[Stored dataset items]
---+---

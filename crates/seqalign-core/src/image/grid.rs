//! Voxel grids: size plus the index-to-physical mapping.

use crate::spatial::{Direction, Point, Spacing, Vector};
use burn::tensor::backend::Backend;
use burn::tensor::{Shape, Tensor, TensorData};

/// The sampling lattice of an image without its intensities.
///
/// `size` is ordered `(x, y, z)` like every other metadata field, which is the
/// reverse of the tensor shape `[z, y, x]`.
#[derive(Debug, Clone, Copy, PartialEq)]
pub struct ImageGrid<const D: usize> {
    size: [usize; D],
    origin: Point<D>,
    spacing: Spacing<D>,
    direction: Direction<D>,
}

impl<const D: usize> ImageGrid<D> {
    pub fn new(size: [usize; D], origin: Point<D>, spacing: Spacing<D>, direction: Direction<D>) -> Self {
        Self {
            size,
            origin,
            spacing,
            direction,
        }
    }

    pub fn size(&self) -> [usize; D] {
        self.size
    }

    pub fn origin(&self) -> &Point<D> {
        &self.origin
    }

    pub fn spacing(&self) -> &Spacing<D> {
        &self.spacing
    }

    pub fn direction(&self) -> &Direction<D> {
        &self.direction
    }

    /// Tensor shape of data living on this grid (slowest axis first).
    pub fn shape(&self) -> [usize; D] {
        let mut shape = self.size;
        shape.reverse();
        shape
    }

    pub fn number_of_voxels(&self) -> usize {
        self.size.iter().product()
    }

    /// Physical extent `spacing * size` along each axis.
    pub fn physical_extent(&self) -> [f64; D] {
        let mut extent = [0.0; D];
        for (i, e) in extent.iter_mut().enumerate() {
            *e = self.spacing[i] * self.size[i] as f64;
        }
        extent
    }

    // Directions are orthonormal in practice; the transpose covers degenerate headers.
    fn inverse_direction(&self) -> Direction<D> {
        self.direction
            .try_inverse()
            .unwrap_or_else(|| self.direction.transpose())
    }

    /// `index = D^-1 (point - origin) / spacing`
    pub fn transform_physical_point_to_continuous_index(&self, point: &Point<D>) -> Point<D> {
        let rotated = self.inverse_direction() * (*point - self.origin);
        let mut index = Point::<D>::origin();
        for i in 0..D {
            index[i] = rotated[i] / self.spacing[i];
        }
        index
    }

    /// `point = origin + D (index * spacing)`
    pub fn transform_continuous_index_to_physical_point(&self, index: &Point<D>) -> Point<D> {
        let mut scaled = Vector::<D>::zeros();
        for i in 0..D {
            scaled[i] = index[i] * self.spacing[i];
        }
        self.origin + self.direction * scaled
    }

    /// Physical position of the continuous index `size / 2`.
    pub fn physical_center(&self) -> Point<D> {
        let mut index = Point::<D>::origin();
        for i in 0..D {
            index[i] = self.size[i] as f64 / 2.0;
        }
        self.transform_continuous_index_to_physical_point(&index)
    }

    /// Physical positions of the `2^D` corner voxels.
    pub fn corner_points(&self) -> Vec<Point<D>> {
        (0..(1usize << D))
            .map(|mask| {
                let mut index = Point::<D>::origin();
                for i in 0..D {
                    if mask & (1 << i) != 0 {
                        index[i] = self.size[i].saturating_sub(1) as f64;
                    }
                }
                self.transform_continuous_index_to_physical_point(&index)
            })
            .collect()
    }

    fn origin_row<B: Backend>(&self, device: &B::Device) -> Tensor<B, 2> {
        let origin: Vec<f32> = (0..D).map(|i| self.origin[i] as f32).collect();
        Tensor::<B, 1>::from_data(TensorData::new(origin, Shape::new([D])), device).reshape([1, D])
    }

    /// Batch physical points `[N, D]` to continuous indices `[N, D]`.
    pub fn world_to_index_tensor<B: Backend>(&self, points: Tensor<B, 2>) -> Tensor<B, 2> {
        let device = points.device();
        // I = (P - O) @ T with T[r, c] = inv_dir[c, r] / spacing[c]
        let inv_dir = self.inverse_direction();
        let mut t_data = Vec::with_capacity(D * D);
        for r in 0..D {
            for c in 0..D {
                t_data.push((inv_dir[(c, r)] / self.spacing[c]) as f32);
            }
        }
        let t = Tensor::<B, 2>::from_data(TensorData::new(t_data, Shape::new([D, D])), &device);
        (points - self.origin_row::<B>(&device)).matmul(t)
    }

    /// Batch continuous indices `[N, D]` to physical points `[N, D]`.
    pub fn index_to_world_tensor<B: Backend>(&self, indices: Tensor<B, 2>) -> Tensor<B, 2> {
        let device = indices.device();
        // P = O + I @ M with M[r, c] = spacing[r] * dir[c, r]
        let mut m_data = Vec::with_capacity(D * D);
        for r in 0..D {
            for c in 0..D {
                m_data.push((self.spacing[r] * self.direction[(c, r)]) as f32);
            }
        }
        let m = Tensor::<B, 2>::from_data(TensorData::new(m_data, Shape::new([D, D])), &device);
        indices.matmul(m) + self.origin_row::<B>(&device)
    }
}

impl ImageGrid<3> {
    /// Continuous indices of every voxel, `[N, 3]` in `(x, y, z)` columns, x fastest.
    pub fn index_grid<B: Backend>(&self, device: &B::Device) -> Tensor<B, 2> {
        generate_index_grid::<B>(self.shape(), device)
    }

    /// Continuous indices of the voxels `start..start + len` in memory order.
    pub fn index_range<B: Backend>(&self, start: usize, len: usize, device: &B::Device) -> Tensor<B, 2> {
        generate_index_range::<B>(self.shape(), start, len, device)
    }

    /// Physical positions of every voxel, `[N, 3]`, in tensor memory order.
    pub fn physical_points<B: Backend>(&self, device: &B::Device) -> Tensor<B, 2> {
        self.index_to_world_tensor(self.index_grid::<B>(device))
    }
}

/// Continuous indices for a `[z, y, x]` tensor shape as an `[N, 3]` tensor of `(x, y, z)` rows.
pub fn generate_index_grid<B: Backend>(shape: [usize; 3], device: &B::Device) -> Tensor<B, 2> {
    let [d, h, w] = shape;
    generate_index_range::<B>(shape, 0, d * h * w, device)
}

/// Rows `start..start + len` of [`generate_index_grid`], built without the rest.
pub fn generate_index_range<B: Backend>(shape: [usize; 3], start: usize, len: usize, device: &B::Device) -> Tensor<B, 2> {
    let [_, h, w] = shape;

    let mut grid = Vec::with_capacity(len * 3);
    for flat in start..start + len {
        grid.push((flat % w) as f32);
        grid.push(((flat / w) % h) as f32);
        grid.push((flat / (w * h)) as f32);
    }

    Tensor::<B, 1>::from_data(TensorData::new(grid, Shape::new([len * 3])), device).reshape([len, 3])
}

---+---

Please say how many lines of the records contain the word "every", giving the number by itself.

Finished task:
3